Tuesday, September 13, 2005

Always a Worrier

I have always been a worrier. When I look back now, I often worried about silly things, but at the time they seemed real and important.

When I was 2, I worried about leaving my old house and moving to my new house, leaving behind my familiar neighborhood and my backyard sandbox.

When I was 5, I worried about spending the night with friends because I occasionally wet the bed.

When I was 6 and in kindergarten, I worried about remembering the details of various fairy tales that we acted out.

From the time I started school, I worried about making good grades. I don’t know why because I always did.

When I was 13, I worried about being singled out in school for being a smart nerd. I so wanted to be just like everybody else. I also worried about not being able to do all the things on the President’s Physical Fitness Test. I never could and I didn’t fail PE!

When I was 15, I worried about being in a musical competition that my mother wanted me enter. I finally said no, and that was the end of that.

It seemed like I was from time to time worried about getting into exclusive groups – Keyettes in high school, math camp at FSU, college, and Chi Omega sorority in college. I eventually got into all of them and worrying about it didn’t help at all.

In my mid-20s, I worried about finding someone to love permanently. David came into my life and that worry was solved.

I have always worried about falling down because of the way I walk. The first time I remember falling was when I was 15 in junior high school. I walked out of the cafeteria and tripped over a small metal thing sticking up out of the concrete. I have tripped a few more times since then, the worst of these being in Norway when we were on vacation. I had my arms full and couldn’t break my fall and ended up breaking a tooth.

When my first efforts and getting pregnant weren’t successful, I worried about every being able to have children.

When I worked in the International Division of the Census Bureau, I worried about having to leave my family to go on long trips. I loved those trips, but hated being away, especially when my children were young.

From time to time, I have had typical parental worries when my children didn’t come home on time or when they had health issues. I still worry about Daniel’s OCD and Rachel’s eating disorder problems which are sporadic.

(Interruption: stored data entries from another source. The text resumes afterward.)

//! Provider router - selects the completion provider based on config.
//!
//! The router is built once at startup; the chosen provider is process-scoped
//! and shared by every conversation.

use crate::openai_compat::OpenAiCompatProvider;
use shopwire_core::error::ProviderError;
use shopwire_core::provider::Provider;
use std::collections::HashMap;
use std::sync::Arc;

/// Routes completion requests to the configured provider.
pub struct ProviderRouter {
    providers: HashMap<String, Arc<dyn Provider>>,
    default_provider: String,
}

impl ProviderRouter {
    /// Create a new router with a default provider.
    pub fn new(default_provider: impl Into<String>) -> Self {
        Self {
            providers: HashMap::new(),
            default_provider: default_provider.into(),
        }
    }

    /// Register a provider.
    pub fn register(&mut self, name: impl Into<String>, provider: Arc<dyn Provider>) {
        self.providers.insert(name.into(), provider);
    }

    /// Get the default provider.
    pub fn default_provider(&self) -> Result<Arc<dyn Provider>, ProviderError> {
        self.providers
            .get(&self.default_provider)
            .cloned()
            .ok_or_else(|| ProviderError::NotConfigured(self.default_provider.clone()))
    }

    /// Get a specific provider by name.
    pub fn get(&self, name: &str) -> Option<Arc<dyn Provider>> {
        self.providers.get(name).cloned()
    }

    /// List all registered provider names.
    pub fn list(&self) -> Vec<&str> {
        self.providers.keys().map(|s| s.as_str()).collect()
    }
}

/// Build providers from configuration.
pub fn build_from_config(config: &shopwire_config::AppConfig) -> ProviderRouter {
    let mut router = ProviderRouter::new(&config.default_provider);

    for (name, provider_config) in &config.providers {
        let api_key = provider_config
            .api_key
            .clone()
            .or_else(|| config.api_key.clone())
            .unwrap_or_default();

        let base_url = provider_config
            .api_url
            .clone()
            .unwrap_or_else(|| default_base_url(name));

        let provider: Arc<dyn Provider> =
            Arc::new(OpenAiCompatProvider::new(name, &base_url, &api_key));
        router.register(name.clone(), provider);
    }

    // Ensure the default provider exists (even if not explicitly configured)
    if router.get(&config.default_provider).is_none() {
        let api_key = config.api_key.clone().unwrap_or_default();
        let base_url = default_base_url(&config.default_provider);
        router.register(
            config.default_provider.clone(),
            Arc::new(OpenAiCompatProvider::new(
                &config.default_provider,
                &base_url,
                &api_key,
            )),
        );
    }

    router
}

/// Get the default base URL for well-known providers.
fn default_base_url(provider_name: &str) -> String {
    match provider_name {
        "openai" => "https://api.openai.com/v1".into(),
        "openrouter" => "https://openrouter.ai/api/v1".into(),
        "ollama" => "http://localhost:11434/v1".into(),
        "groq" => "https://api.groq.com/openai/v1".into(),
        "together" => "https://api.together.xyz/v1".into(),
        "deepseek" => "https://api.deepseek.com/v1".into(),
        "vllm" => "http://localhost:8000/v1".into(),
        _ => format!("https://{provider_name}.api.example.com/v1"),
    }
}

#[cfg(test)]
mod tests {
    use super::*;

    #[test]
    fn router_register_and_lookup() {
        let mut router = ProviderRouter::new("openai");
        router.register("openai", Arc::new(OpenAiCompatProvider::openai("sk-test")));

        assert!(router.get("openai").is_some());
        assert!(router.get("nonexistent").is_none());
        assert!(router.default_provider().is_ok());
    }

    #[test]
    fn missing_default_is_not_configured() {
        let router = ProviderRouter::new("ghost");
        assert!(matches!(
            router.default_provider(),
            Err(ProviderError::NotConfigured(name)) if name == "ghost"
        ));
    }

    #[test]
    fn default_base_urls() {
        assert!(default_base_url("openrouter").contains("openrouter.ai"));
        assert!(default_base_url("openai").contains("api.openai.com"));
        assert!(default_base_url("ollama").contains("localhost:11434"));
    }

    #[test]
    fn build_from_default_config() {
        let config = shopwire_config::AppConfig::default();
        let router = build_from_config(&config);
        assert_eq!(router.default_provider().unwrap().name(), "openai");
    }

    #[test]
    fn configured_providers_are_registered() {
        let mut config = shopwire_config::AppConfig::default();
        config.providers.insert(
            "ollama".into(),
            shopwire_config::ProviderConfig {
                api_key: None,
                api_url: None,
                default_model: Some("llama3".into()),
            },
        );
        let router = build_from_config(&config);
        let mut names = router.list();
        names.sort();
        assert_eq!(names, vec!["ollama", "openai"]);
    }
}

As my parents got older, I worried because I was so far away and couldn’t be there for them. When they were sick and dying, I never could just stay and take care of them because I had my own family to take care of.

For as long as I can remember, I have worried about drowning. I didn’t learn to swim as a child, partly because my mother was deathly afraid of the water and transmitted her fear to me. I can sort of swim now, but when I am in water over my head, I still don’t trust myself.

Until recently, I didn’t worry much about my relationship with other people. People in general acted like they liked me, but it was never a great concern until recently. I now seem to worry about having close friends and people I can talk to about anything and everything. I ask myself why this would be a concern now when it never was in the past. From a young age I had to be somewhat self-reliant because I had no siblings to share things with. So I just kept everything to myself and that was OK. But it’s no longer OK and I very much want these friends.

In the last few years, I have begun to worry about dying. I have had 4 small melanomas removed and half my thyroid removed with papillary cancer. The thought that there is some form of cancer lurking in my body is a constant concern. I see doctors regularly to reassure me that all is well, but they are just human and may not be able to really tell.

This sounds like a long worry list. Interestingly enough, many of the things that other people worry about – infidelity of a spouse, mounting debts, children on drugs, trouble at work, even getting older – are not in my list at all. In actuality, none of this worry has ever driven me into deep depression or caused me to ever really disrupt my life. I can truthfully say that it truly never accomplished a thing. But it is still an inherent part of me that I can’t deny.